→ Supplied information
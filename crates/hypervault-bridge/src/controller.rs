//! Bridge controller.
//!
//! Three movements are supported:
//! - EVM custody to Core spot (`deposit_to_core`), a transfer to the token's
//!   system address
//! - Core spot to EVM (`withdraw_from_core`), a spot send to the system
//!   address that lands in vault custody once settled
//! - Core spot to/from perp (`class_transfer`)
//!
//! Preconditions are checked before anything is handed to the sink. After a
//! successful submission the only state change is the custody debit for
//! deposits and a new settlement ticket.

use crate::custody::EvmCustody;
use crate::error::{BridgeError, BridgeResult};
use crate::settlement::{SettlementBook, SettlementOutcome, SettlementTicket};
use alloy_primitives::{Address, U256};
use hypervault_core::{
    BridgeTransfer, CoreAction, CoreError, DynCoreSink, EvmTransfer, Outbound, OwnerAuth,
    ScaledAmount, SubmitResult, SupportedToken, TokenConfig, TransferDirection,
};
use hypervault_registry::{system_address_for, AssetRegistry};
use tracing::{info, warn};

/// Convert `raw` between decimal precisions, truncating when narrowing.
pub fn rescale(raw: u64, from_decimals: u8, to_decimals: u8) -> BridgeResult<U256> {
    let value = U256::from(raw);
    if to_decimals >= from_decimals {
        let factor = U256::from(10u64).pow(U256::from(to_decimals - from_decimals));
        value
            .checked_mul(factor)
            .ok_or(BridgeError::Overflow("rescale"))
    } else {
        let factor = U256::from(10u64).pow(U256::from(from_decimals - to_decimals));
        Ok(value / factor)
    }
}

/// Moves vault value between layers.
pub struct BridgeController {
    sink: DynCoreSink,
    vault_address: Address,
    native_token_id: u64,
    usd_class_decimals: u8,
    /// Token credited by class transfers.
    usd_token: Option<TokenConfig>,
    custody: EvmCustody,
    settlements: SettlementBook,
}

impl BridgeController {
    pub fn new(sink: DynCoreSink, vault_address: Address, registry: &AssetRegistry) -> Self {
        Self {
            sink,
            vault_address,
            native_token_id: registry.native_token_id(),
            usd_class_decimals: registry.usd_class_decimals(),
            usd_token: registry.resolve_supported(SupportedToken::Usdc).ok().cloned(),
            custody: EvmCustody::new(),
            settlements: SettlementBook::new(),
        }
    }

    pub fn vault_address(&self) -> Address {
        self.vault_address
    }

    pub fn custody(&self) -> &EvmCustody {
        &self.custody
    }

    pub fn settlements(&self) -> &SettlementBook {
        &self.settlements
    }

    /// Fail if `receive` of `amount` would fail.
    pub fn check_receive(&self, token: &TokenConfig, amount: U256) -> BridgeResult<()> {
        self.custody.check_credit(token, amount).map(|_| ())
    }

    /// Record tokens received into vault custody (user deposits).
    pub fn receive(&mut self, token: &TokenConfig, amount: U256) -> BridgeResult<U256> {
        self.custody.credit(token, amount)
    }

    fn submit(&self, outbound: Outbound) -> BridgeResult<u64> {
        let label = outbound.to_string();
        match self.sink.submit(outbound) {
            SubmitResult::Submitted { submission_id } => Ok(submission_id),
            SubmitResult::Rejected(reason) => {
                warn!(outbound = %label, %reason, "Bridge submission rejected");
                Err(CoreError::SubmissionRejected(reason).into())
            }
        }
    }

    fn evm_transfer(&self, token: &TokenConfig, to: Address, amount: U256) -> EvmTransfer {
        EvmTransfer {
            symbol: token.symbol.clone(),
            token_contract: token.evm_address,
            to,
            amount,
            native: token.is_native(self.native_token_id),
        }
    }

    /// Send `amount` of `token` from custody to its system address.
    ///
    /// `amount` must be in the token's EVM decimals.
    pub fn deposit_to_core(
        &mut self,
        _auth: &OwnerAuth,
        token: &TokenConfig,
        amount: ScaledAmount,
    ) -> BridgeResult<SettlementTicket> {
        amount.require_decimals(token.decimals, "deposit_to_core")?;
        amount.require_non_zero()?;
        let value = U256::from(amount.raw());
        self.custody.ensure(token, value)?;

        let system_address = system_address_for(token.core_token_id, self.native_token_id);
        let transfer = self.evm_transfer(token, system_address, value);
        let submission_id = self.submit(Outbound::Transfer(transfer))?;
        let remaining = self.custody.debit(token, value)?;

        let ticket = self.settlements.open(
            BridgeTransfer {
                token: token.clone(),
                amount_scaled: amount.raw(),
                direction: TransferDirection::EvmToCore,
            },
            submission_id,
            None,
        );
        info!(
            ticket = ticket.id,
            token = %token,
            %amount,
            %system_address,
            %remaining,
            "Deposit to Core submitted"
        );
        Ok(ticket)
    }

    /// Spot-send `amount` back to the EVM layer.
    ///
    /// `amount` must be in the token's Core decimals. Funds reach vault
    /// custody when the ticket is reconciled; if `destination` is not the
    /// vault they are forwarded at that point.
    pub fn withdraw_from_core(
        &mut self,
        _auth: &OwnerAuth,
        token: &TokenConfig,
        amount: ScaledAmount,
        destination: Address,
    ) -> BridgeResult<SettlementTicket> {
        amount.require_decimals(token.core_decimals, "withdraw_from_core")?;
        amount.require_non_zero()?;
        if destination.is_zero() {
            return Err(BridgeError::InvalidDestination(destination));
        }

        let system_address = system_address_for(token.core_token_id, self.native_token_id);
        let action = CoreAction::SpotSend {
            destination: system_address,
            core_token_id: token.core_token_id,
            wei: amount.raw(),
        };
        let submission_id = self.submit(Outbound::Action(action))?;

        let ticket = self.settlements.open(
            BridgeTransfer {
                token: token.clone(),
                amount_scaled: amount.raw(),
                direction: TransferDirection::CoreToEvm,
            },
            submission_id,
            Some(destination),
        );
        info!(
            ticket = ticket.id,
            token = %token,
            %amount,
            %destination,
            "Withdrawal from Core submitted"
        );
        Ok(ticket)
    }

    /// Move USD between Core spot and perp balances.
    ///
    /// `amount` must carry the network's class-transfer decimals.
    pub fn class_transfer(
        &mut self,
        _auth: &OwnerAuth,
        amount: ScaledAmount,
        to_perp: bool,
    ) -> BridgeResult<SettlementTicket> {
        amount.require_decimals(self.usd_class_decimals, "class_transfer")?;
        amount.require_non_zero()?;
        let token = self
            .usd_token
            .clone()
            .ok_or_else(|| hypervault_registry::RegistryError::UnknownToken("USDC".to_string()))?;

        let action = CoreAction::UsdClassTransfer {
            ntl: amount.raw(),
            to_perp,
        };
        let submission_id = self.submit(Outbound::Action(action))?;

        let direction = TransferDirection::class(to_perp);
        let ticket = self.settlements.open(
            BridgeTransfer {
                token,
                amount_scaled: amount.raw(),
                direction,
            },
            submission_id,
            None,
        );
        info!(ticket = ticket.id, %amount, %direction, "Class transfer submitted");
        Ok(ticket)
    }

    /// Pass a settled withdrawal on to its destination.
    fn forward(
        &mut self,
        _auth: &OwnerAuth,
        token: &TokenConfig,
        amount: U256,
        to: Address,
    ) -> BridgeResult<U256> {
        self.release(token, amount, to)
    }

    /// Pay a depositor's redemption out of custody.
    ///
    /// Used by the vault after the share ledger has approved the withdrawal.
    pub fn release(&mut self, token: &TokenConfig, amount: U256, to: Address) -> BridgeResult<U256> {
        if amount.is_zero() {
            return Err(CoreError::ZeroAmount.into());
        }
        self.custody.ensure(token, amount)?;
        let transfer = self.evm_transfer(token, to, amount);
        self.submit(Outbound::Transfer(transfer))?;
        let remaining = self.custody.debit(token, amount)?;
        info!(token = %token, %amount, %to, %remaining, "Released from custody");
        Ok(remaining)
    }

    /// Resolve a ticket after checking Core state.
    ///
    /// A settled withdrawal credits custody with the amount converted to EVM
    /// decimals and forwards it when the destination is not the vault. A
    /// forwarding failure leaves the ticket reconciled and the funds in
    /// custody.
    pub fn reconcile(
        &mut self,
        auth: &OwnerAuth,
        ticket_id: u64,
        outcome: SettlementOutcome,
    ) -> BridgeResult<SettlementTicket> {
        let ticket = self.settlements.resolve(ticket_id, &outcome)?;

        match (&outcome, ticket.transfer.direction) {
            (SettlementOutcome::Settled, TransferDirection::CoreToEvm) => {
                let token = &ticket.transfer.token;
                let received = rescale(
                    ticket.transfer.amount_scaled,
                    token.core_decimals,
                    token.decimals,
                )?;
                self.custody.credit(token, received)?;
                info!(ticket = ticket.id, token = %token, %received, "Withdrawal settled into custody");

                if let Some(destination) = ticket.destination {
                    if destination != self.vault_address && !received.is_zero() {
                        self.forward(auth, token, received, destination)?;
                    }
                }
            }
            (SettlementOutcome::Settled, direction) => {
                info!(ticket = ticket.id, %direction, "Settlement reconciled");
            }
            (SettlementOutcome::Failed { reason }, direction) => {
                warn!(ticket = ticket.id, %direction, %reason, "Settlement failed");
            }
        }
        Ok(ticket)
    }
}
//! Open positions known to the vault.

use crate::error::{TradingError, TradingResult};
use crate::close::CloseFailure;
use hypervault_core::{Price, Size};
use hypervault_registry::{AssetRegistry, ValidatedPosition};
use rust_decimal::Decimal;
use std::collections::HashMap;

/// A Core perp position with the price used to close it.
#[derive(Debug, Clone, PartialEq, Eq)]
pub struct OpenPosition {
    pub coin: String,
    pub core_asset_id: u32,
    /// Signed size: positive = long.
    pub size: Size,
    /// Reference price (mid, or entry if no mid is known).
    pub reference_price: Price,
}

impl OpenPosition {
    pub fn is_long(&self) -> bool {
        self.size.inner() > Decimal::ZERO
    }

    /// Resolve asset id and reference price for one position.
    pub fn from_validated(
        position: &ValidatedPosition,
        mids: &HashMap<String, Decimal>,
        registry: &AssetRegistry,
    ) -> TradingResult<Self> {
        let core_asset_id = registry.perp_asset_id(&position.coin)?;
        let price = mids
            .get(&position.coin)
            .copied()
            .or(position.entry_price)
            .filter(|p| *p > Decimal::ZERO)
            .ok_or_else(|| TradingError::MissingPrice(position.coin.clone()))?;

        Ok(Self {
            coin: position.coin.clone(),
            core_asset_id,
            size: Size::new(position.size),
            reference_price: Price::new(price),
        })
    }
}

/// Resolve every position; unresolvable ones are returned as failures.
pub fn resolve_positions(
    positions: &[ValidatedPosition],
    mids: &HashMap<String, Decimal>,
    registry: &AssetRegistry,
) -> (Vec<OpenPosition>, Vec<CloseFailure>) {
    let mut open = Vec::new();
    let mut failures = Vec::new();

    for position in positions {
        match OpenPosition::from_validated(position, mids, registry) {
            Ok(p) => open.push(p),
            Err(e) => failures.push(CloseFailure {
                coin: position.coin.clone(),
                reason: e.to_string(),
            }),
        }
    }

    (open, failures)
}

→ Directions
Select and copy each line from the data that includes the word "rescale".

→ Exercise response
pub fn rescale(raw: u64, from_decimals: u8, to_decimals: u8) -> BridgeResult<U256> {
            .ok_or(BridgeError::Overflow("rescale"))
                let received = rescale(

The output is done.